Wash your hands thoroughly before touching the tubing or syringe. Open the saline bottle. Pull the plunger completely out of the syringe casing. Recline at an angle of 30 to 45 degrees.
Disconnect the suprapubic bag’s tubing from its drainage bag. Attach the syringe casing to the tubing. Fill the casing with 60 cubic centimeters of saline. Elevate the syringe casing and tubing to promote drainage into the bladder. The liquid drains through the bladder, out the Foley catheter and then into its drainage bag. If fluid appears in the drainage bag immediately, irrigate once more, disconnect the syringe casing, and reconnect the suprapubic drainage bag.

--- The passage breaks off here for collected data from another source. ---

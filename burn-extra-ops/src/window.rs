//! Gaussian smoothing windows.

/// Normalised 1D Gaussian window of `size` taps centred on the middle tap.
///
/// The weights sum to one. An even `size` is centred between the two middle taps.
pub fn gaussian_kernel_1d(size: usize, sigma: f32) -> Vec<f32> {
    if size == 0 {
        return Vec::new();
    }

    let center = (size as f32 - 1.0) / 2.0;
    let mut kernel = (0..size)
        .map(|i| {
            let x = i as f32 - center;
            (-(x * x) / (2.0 * sigma * sigma)).exp()
        })
        .collect::<Vec<_>>();

    let sum: f32 = kernel.iter().sum();
    for weight in &mut kernel {
        *weight /= sum;
    }

    kernel
}
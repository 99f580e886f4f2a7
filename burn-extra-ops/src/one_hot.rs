//! One-hot encoding of label maps against an explicit class list.

use burn::prelude::*;

/// One-hot encode a label map.
///
/// `labels` has shape `[N, 1, ...]` and holds integer label values stored as floats.
/// Channel `i` of the result is `1.0` wherever the label equals any of the values in
/// `classes[i]`, so a class entry with several values (a combined label such as
/// `1||2`) collects all of them into one channel.
///
/// # Returns
/// Float tensor of shape `[N, classes.len(), ...]`.
///
/// # Panics
/// In debug builds, when `labels` has more than one channel. Use [`one_hot_labels`]
/// for label maps without a channel axis.
pub fn one_hot<B: Backend, const D: usize, L: AsRef<[i64]>>(
    labels: Tensor<B, D>,
    classes: &[L],
) -> Tensor<B, D> {
    debug_assert!(D >= 2, "label maps need a batch and a channel dimension");
    debug_assert_eq!(labels.dims()[1], 1, "label maps have a single channel");

    let channels = classes
        .iter()
        .map(|values| {
            let mut channel = labels.zeros_like();
            for &value in values.as_ref() {
                channel = channel + labels.clone().equal_elem(value as f32).float();
            }
            // Overlapping values inside one combined class count once.
            channel.clamp_max(1.0)
        })
        .collect::<Vec<_>>();

    Tensor::cat(channels, 1)
}

/// One-hot encode a label map without a channel axis.
///
/// `labels` has shape `[N, ...]`; a channel axis is inserted at dimension 1 before
/// encoding, so `D2` must be `D + 1`.
///
/// # Returns
/// Float tensor of shape `[N, classes.len(), ...]`.
pub fn one_hot_labels<B: Backend, const D: usize, const D2: usize, L: AsRef<[i64]>>(
    labels: Tensor<B, D>,
    classes: &[L],
) -> Tensor<B, D2> {
    one_hot(labels.unsqueeze_dim::<D2>(1), classes)
}

#[cfg(test)]
mod tests {
    use super::*;
    use burn::backend::ndarray::NdArray;

    type TestBackend = NdArray<f32>;

    #[test]
    fn test_one_hot_single_labels() {
        let device = Default::default();
        let labels =
            Tensor::<TestBackend, 4>::from_floats([[[[0.0, 1.0], [2.0, 0.0]]]], &device);

        let encoded = one_hot(labels, &[vec![0_i64], vec![1], vec![2]]);
        assert_eq!(encoded.dims(), [1, 3, 2, 2]);

        let values = encoded.into_data().iter::<f32>().collect::<Vec<_>>();
        assert_eq!(
            values,
            vec![
                1.0, 0.0, 0.0, 1.0, // class 0
                0.0, 1.0, 0.0, 0.0, // class 1
                0.0, 0.0, 1.0, 0.0, // class 2
            ]
        );
    }

    #[test]
    fn test_one_hot_combined_label() {
        let device = Default::default();
        let labels = Tensor::<TestBackend, 3>::from_floats([[[0.0, 1.0, 2.0, 3.0]]], &device);

        let encoded = one_hot(labels, &[vec![0_i64], vec![1, 2]]);
        let values = encoded.into_data().iter::<f32>().collect::<Vec<_>>();
        assert_eq!(values, vec![1.0, 0.0, 0.0, 0.0, 0.0, 1.0, 1.0, 0.0]);
    }

    #[test]
    fn test_one_hot_labels_inserts_channel_axis() {
        let device = Default::default();
        let labels = Tensor::<TestBackend, 3>::from_floats([[[0.0, 1.0], [1.0, 0.0]]], &device);

        let encoded: Tensor<TestBackend, 4> = one_hot_labels(labels, &[[0_i64], [1]]);
        assert_eq!(encoded.dims(), [1, 2, 2, 2]);

        let values = encoded.into_data().iter::<f32>().collect::<Vec<_>>();
        assert_eq!(values, vec![1.0, 0.0, 0.0, 1.0, 0.0, 1.0, 1.0, 0.0]);
    }
}
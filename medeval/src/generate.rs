//! Metrics report generation from an evaluation CSV.
//!
//! The CSV lists one subject per row with its `SubjectID`, `Prediction` and `Target`
//! columns (matched case-insensitively). Classification and regression tables hold
//! numbers and produce whole-dataset statistics; segmentation and synthesis tables
//! hold image paths and produce one entry per subject.

use std::{
    collections::BTreeMap,
    fs,
    path::{Path, PathBuf},
};

use burn::{
    backend::{ndarray::NdArrayDevice, NdArray},
    tensor::{ElementConversion, Tensor, TensorData},
};
use burn_extra_ops::TensorExtraOps;
use serde::Serialize;
use tracing::{debug, info};

use crate::{
    config::{EvaluationConfig, ProblemType},
    error::{MedEvalError, MedEvalResult},
    io::{read_image, LoadedImage},
    losses::dice,
    metrics::{
        mean_squared_error, ncc_statistics,
        overall_stats,
        segmentation::{class_counts, class_surface_distances},
        structural_similarity_index,
        synthesis::psnr,
        ChannelData, OverallStats,
    },
};

type HostBackend = NdArray<f32>;

const SUBJECT_ID: &str = "subjectid";
const PREDICTION: &str = "prediction";
const TARGET: &str = "target";

/// Segmentation scores of one class of one subject.
#[derive(Debug, Clone, Copy, PartialEq, Serialize)]
pub struct ClassReport {
    pub dice: f64,
    pub nsd: f64,
    pub hd100: f64,
    pub hd95: f64,
    pub sensitivity: f64,
    pub specificity: f64,
}

/// A value in a subject entry: class scores keyed by class index, or a single number.
#[derive(Debug, Clone, PartialEq, Serialize)]
#[serde(untagged)]
pub enum SubjectValue {
    Class(ClassReport),
    Number(f64),
}

/// Metrics of one subject.
pub type SubjectReport = BTreeMap<String, SubjectValue>;

/// Generated metrics.
#[derive(Debug, Clone, PartialEq, Serialize)]
#[serde(untagged)]
pub enum MetricsReport {
    /// Whole-dataset statistics (classification, regression).
    Overall(OverallStats),
    /// One entry per subject ID (segmentation, synthesis).
    Subjects(BTreeMap<String, SubjectReport>),
}

impl MetricsReport {
    /// Pretty-printed JSON.
    ///
    /// # Errors
    ///
    /// Returns an error if a value cannot be serialized.
    pub fn to_json(&self) -> MedEvalResult<String> {
        Ok(serde_json::to_string_pretty(self)?)
    }

    /// Entry of `subject`, for per-subject reports.
    pub fn subject(&self, subject: &str) -> Option<&SubjectReport> {
        match self {
            Self::Subjects(subjects) => subjects.get(subject),
            Self::Overall(_) => None,
        }
    }
}

/// One row of the evaluation CSV.
#[derive(Debug, Clone)]
struct Row {
    subject: String,
    prediction: String,
    target: String,
}

/// Generates the metrics report of `input_csv` under `config`.
///
/// # Arguments
/// * `input_csv` - Table with `SubjectID`, `Prediction` and `Target` columns
/// * `config` - Evaluation configuration; the problem type decides what is computed
/// * `output` - When given, the report is also written there as pretty JSON
///
/// # Errors
///
/// Returns an error for unreadable or incomplete CSV files, unreadable images,
/// mismatched prediction / target geometry, or problem types without a report.
pub fn generate_metrics_dict(
    input_csv: impl AsRef<Path>,
    config: &EvaluationConfig,
    output: Option<&Path>,
) -> MedEvalResult<MetricsReport> {
    let input_csv = input_csv.as_ref();
    let rows = read_rows(input_csv)?;
    let problem_type = config.problem_type();
    info!(
        csv = %input_csv.display(),
        subjects = rows.len(),
        %problem_type,
        "generating metrics"
    );

    let report = match problem_type {
        ProblemType::Classification | ProblemType::Regression => {
            let predictions = parse_column(&rows, PREDICTION, |row| &row.prediction)?;
            let targets = parse_column(&rows, TARGET, |row| &row.target)?;
            MetricsReport::Overall(overall_stats(&predictions, &targets, config)?)
        }
        ProblemType::Segmentation => MetricsReport::Subjects(per_subject(&rows, |row| {
            segmentation_subject(row, config)
        })?),
        ProblemType::Synthesis => MetricsReport::Subjects(per_subject(&rows, |row| {
            synthesis_subject(row, config)
        })?),
    };

    let json = report.to_json()?;
    debug!("{json}");
    if let Some(output) = output {
        fs::write(output, &json).map_err(|source| MedEvalError::Io {
            path: output.to_path_buf(),
            source,
        })?;
        info!(path = %output.display(), "metrics written");
    }

    Ok(report)
}

fn read_rows(path: &Path) -> MedEvalResult<Vec<Row>> {
    let csv_error = |source| MedEvalError::CsvReadFailed {
        path: path.to_path_buf(),
        source,
    };
    let mut reader = csv::Reader::from_path(path).map_err(csv_error)?;

    let headers = reader.headers().map_err(csv_error)?.clone();
    let column = |name: &str| {
        headers
            .iter()
            .position(|header| header.trim().eq_ignore_ascii_case(name))
            .ok_or_else(|| MedEvalError::MissingColumn {
                column: name.to_string(),
            })
    };
    let subject = column(SUBJECT_ID)?;
    let prediction = column(PREDICTION)?;
    let target = column(TARGET)?;

    let mut rows = Vec::new();
    for record in reader.records() {
        let record = record.map_err(csv_error)?;
        let field = |index: usize| record.get(index).unwrap_or_default().trim().to_string();
        rows.push(Row {
            subject: field(subject),
            prediction: field(prediction),
            target: field(target),
        });
    }
    Ok(rows)
}

fn parse_column(
    rows: &[Row],
    column: &str,
    field: impl Fn(&Row) -> &String,
) -> MedEvalResult<Vec<f64>> {
    rows.iter()
        .enumerate()
        .map(|(index, row)| {
            let value = field(row);
            value.parse::<f64>().map_err(|_| MedEvalError::InvalidCsvValue {
                column: column.to_string(),
                row: index,
                value: value.clone(),
            })
        })
        .collect()
}

fn per_subject(
    rows: &[Row],
    evaluate: impl Fn(&Row) -> MedEvalResult<SubjectReport>,
) -> MedEvalResult<BTreeMap<String, SubjectReport>> {
    let mut subjects = BTreeMap::new();
    for row in rows {
        debug!(subject = %row.subject, "evaluating subject");
        subjects.insert(row.subject.clone(), evaluate(row)?);
    }
    Ok(subjects)
}

/// Reads the prediction and target images of `row` and checks they share a grid.
fn read_pair(row: &Row) -> MedEvalResult<(LoadedImage, LoadedImage)> {
    let prediction_path = PathBuf::from(&row.prediction);
    let target_path = PathBuf::from(&row.target);
    let prediction = read_image(&prediction_path)?;
    let target = read_image(&target_path)?;

    if prediction.shape != target.shape {
        return Err(MedEvalError::GeometryMismatch {
            prediction: prediction_path,
            target: target_path,
            reason: format!("shape {:?} vs {:?}", prediction.shape, target.shape),
        });
    }
    Ok((prediction, target))
}

/// `[1, 1, spatial...]` tensor of `image`.
fn subject_tensor<const D: usize>(image: &LoadedImage) -> MedEvalResult<Tensor<HostBackend, D>> {
    if image.ndim() + 2 != D {
        return Err(MedEvalError::shape(
            format!("{} spatial axes", D - 2),
            &image.shape,
        ));
    }
    let shape = [&[1, 1][..], &image.shape].concat();
    Ok(Tensor::from_data(
        TensorData::new(image.data.clone(), shape),
        &NdArrayDevice::default(),
    ))
}

fn segmentation_subject(row: &Row, config: &EvaluationConfig) -> MedEvalResult<SubjectReport> {
    let (prediction, target) = read_pair(row)?;

    let mut subject_config = config.clone();
    subject_config.subject_spacing = Some(target.spacing.clone());
    // every class channel is evaluated, whatever the validation settings
    subject_config.model.ignore_label_validation = None;

    match target.ndim() {
        2 => segmentation_scores::<4>(&prediction, &target, &subject_config),
        3 => segmentation_scores::<5>(&prediction, &target, &subject_config),
        _ => Err(MedEvalError::shape("2D or 3D images", &target.shape)),
    }
}

fn segmentation_scores<const D: usize>(
    prediction: &LoadedImage,
    target: &LoadedImage,
    config: &EvaluationConfig,
) -> MedEvalResult<SubjectReport> {
    let classes = &config.model.class_list;
    if classes.is_empty() {
        return Err(MedEvalError::config("segmentation needs a class list"));
    }

    let prediction = subject_tensor::<D>(prediction)?.one_hot_classes(classes);
    let target = subject_tensor::<D>(target)?.one_hot_classes(classes);
    let prediction_host = ChannelData::from_tensor(prediction.clone())?;
    let target_host = ChannelData::from_tensor(target.clone())?;
    let threshold = config.metrics.threshold;

    let mut report = SubjectReport::new();
    for class in 0..classes.len() {
        let overlap = dice(
            prediction.clone().narrow(1, class, 1),
            target.clone().narrow(1, class, 1),
        )
        .into_scalar()
        .elem::<f64>();
        let distances = class_surface_distances(&prediction_host, &target_host, class, config)?;
        let counts = class_counts(&prediction_host, &target_host, class, threshold);

        report.insert(
            class.to_string(),
            SubjectValue::Class(ClassReport {
                dice: overlap,
                nsd: distances.nsd,
                hd100: distances.hd100,
                hd95: distances.hd95,
                sensitivity: counts.sensitivity(),
                specificity: counts.specificity(),
            }),
        );
        report.insert(
            format!("jaccard_{class}"),
            SubjectValue::Number(counts.jaccard()),
        );
    }
    Ok(report)
}

fn synthesis_subject(row: &Row, config: &EvaluationConfig) -> MedEvalResult<SubjectReport> {
    let (prediction, target) = read_pair(row)?;
    match target.ndim() {
        2 => synthesis_scores::<4>(&prediction, &target, config),
        3 => synthesis_scores::<5>(&prediction, &target, config),
        _ => Err(MedEvalError::shape("2D or 3D images", &target.shape)),
    }
}

fn synthesis_scores<const D: usize>(
    prediction: &LoadedImage,
    target: &LoadedImage,
    config: &EvaluationConfig,
) -> MedEvalResult<SubjectReport> {
    let (min, max) = target
        .data
        .iter()
        .fold((f64::INFINITY, f64::NEG_INFINITY), |(min, max), &value| {
            (min.min(f64::from(value)), max.max(f64::from(value)))
        });

    let target = subject_tensor::<D>(target)?;
    let prediction = subject_tensor::<D>(prediction)?;

    let mse = mean_squared_error(target.clone(), prediction.clone())?;
    let ssim = structural_similarity_index(
        target.clone(),
        prediction.clone(),
        None,
        &config.metrics,
    )?;
    let ncc = ncc_statistics(target, prediction, config.metrics.ncc_radius)?;

    Ok(SubjectReport::from([
        ("mse".to_string(), SubjectValue::Number(mse)),
        ("rmse".to_string(), SubjectValue::Number(mse.sqrt())),
        ("psnr_0".to_string(), SubjectValue::Number(psnr(max, mse))),
        ("psnr_1".to_string(), SubjectValue::Number(psnr(max - min, mse))),
        ("ssim".to_string(), SubjectValue::Number(ssim)),
        ("ncc_mean".to_string(), SubjectValue::Number(ncc.mean)),
        ("ncc_std".to_string(), SubjectValue::Number(ncc.std)),
        ("ncc_max".to_string(), SubjectValue::Number(ncc.max)),
        ("ncc_min".to_string(), SubjectValue::Number(ncc.min)),
    ]))
}

#[cfg(test)]
mod tests {
    use super::*;
    use std::io::Write;

    fn write_csv(contents: &str) -> tempfile::NamedTempFile {
        let mut file = tempfile::Builder::new().suffix(".csv").tempfile().unwrap();
        file.write_all(contents.as_bytes()).unwrap();
        file
    }

    #[test]
    fn test_headers_are_case_insensitive() {
        let file = write_csv("SubjectID,Prediction,TARGET\n001,1,1\n002,0,1\n");
        let rows = read_rows(file.path()).unwrap();
        assert_eq!(rows.len(), 2);
        assert_eq!(rows[1].subject, "002");
        assert_eq!(rows[1].prediction, "0");
    }

    #[test]
    fn test_missing_column() {
        let file = write_csv("SubjectID,Prediction\n001,1\n");
        let err = read_rows(file.path()).unwrap_err();
        assert!(matches!(err, MedEvalError::MissingColumn { column } if column == "target"));
    }

    #[test]
    fn test_invalid_number() {
        let file = write_csv("subjectid,prediction,target\n001,abc,1\n");
        let config = EvaluationConfig::new().with_problem_type(Some(ProblemType::Regression));
        let err = generate_metrics_dict(file.path(), &config, None).unwrap_err();
        assert!(matches!(err, MedEvalError::InvalidCsvValue { row: 0, .. }));
    }

    #[test]
    fn test_regression_report() {
        let file = write_csv("subjectid,prediction,target\n1,1.0,1.0\n2,2.0,2.0\n3,3.0,3.5\n");
        let config = EvaluationConfig::new().with_problem_type(Some(ProblemType::Regression));
        let report = generate_metrics_dict(file.path(), &config, None).unwrap();

        let MetricsReport::Overall(stats) = report else {
            panic!("expected whole-dataset statistics");
        };
        assert!((stats["mae"].mean() - 0.5 / 3.0).abs() < 1e-9);
        assert!(stats.contains_key("pearson"));
    }

    #[test]
    fn test_subject_tensor_rank() {
        let image = LoadedImage {
            data: vec![0.0, 1.0, 2.0, 3.0],
            shape: vec![2, 2],
            spacing: vec![1.0, 1.0],
        };
        assert_eq!(subject_tensor::<4>(&image).unwrap().dims(), [1, 1, 2, 2]);
        assert!(subject_tensor::<5>(&image).is_err());
    }

    #[test]
    fn test_segmentation_scores_per_class() {
        let target = LoadedImage {
            data: vec![
                0.0, 0.0, 0.0, 0.0, //
                0.0, 1.0, 1.0, 0.0, //
                0.0, 1.0, 1.0, 0.0, //
                0.0, 0.0, 0.0, 0.0,
            ],
            shape: vec![4, 4],
            spacing: vec![1.0, 1.0],
        };
        let config = EvaluationConfig::new().with_model(
            crate::config::ModelConfig::new().with_class_list(vec![0.into(), 1.into()]),
        );

        let report = segmentation_scores::<4>(&target, &target, &config).unwrap();
        for class in ["0", "1"] {
            let Some(SubjectValue::Class(scores)) = report.get(class) else {
                panic!("missing class {class}");
            };
            assert!((scores.dice - 1.0).abs() < 1e-6);
            assert_eq!(scores.hd100, 0.0);
            assert_eq!(scores.nsd, 1.0);
            assert_eq!(scores.sensitivity, 1.0);
        }
        assert_eq!(report.get("jaccard_1"), Some(&SubjectValue::Number(1.0)));
    }
}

If saline remains in the casing, drain and discard it. Remove the casing from the suprapubic tubing, replace the plunger in the syringe, and then draw up another 30 cubic centimeters of saline into the syringe. Inject the saline slowly into the suprapubic tubing, but do not force it. Gently pull back on the syringe. Mucus may appear in the tubing. Repeat this step once. Remove the syringe and reattach the tubing to the drainage bag. If you encounter resistance when injecting the saline, stop, reattach the drainage bag, and then move it about. If drainage does not appear, get a fresh syringe, and repeat the entire process with the Foley catheter. Do not use the same syringe for both the suprapubic tubing and the Foley catheter. Wash hands and syringes when finished.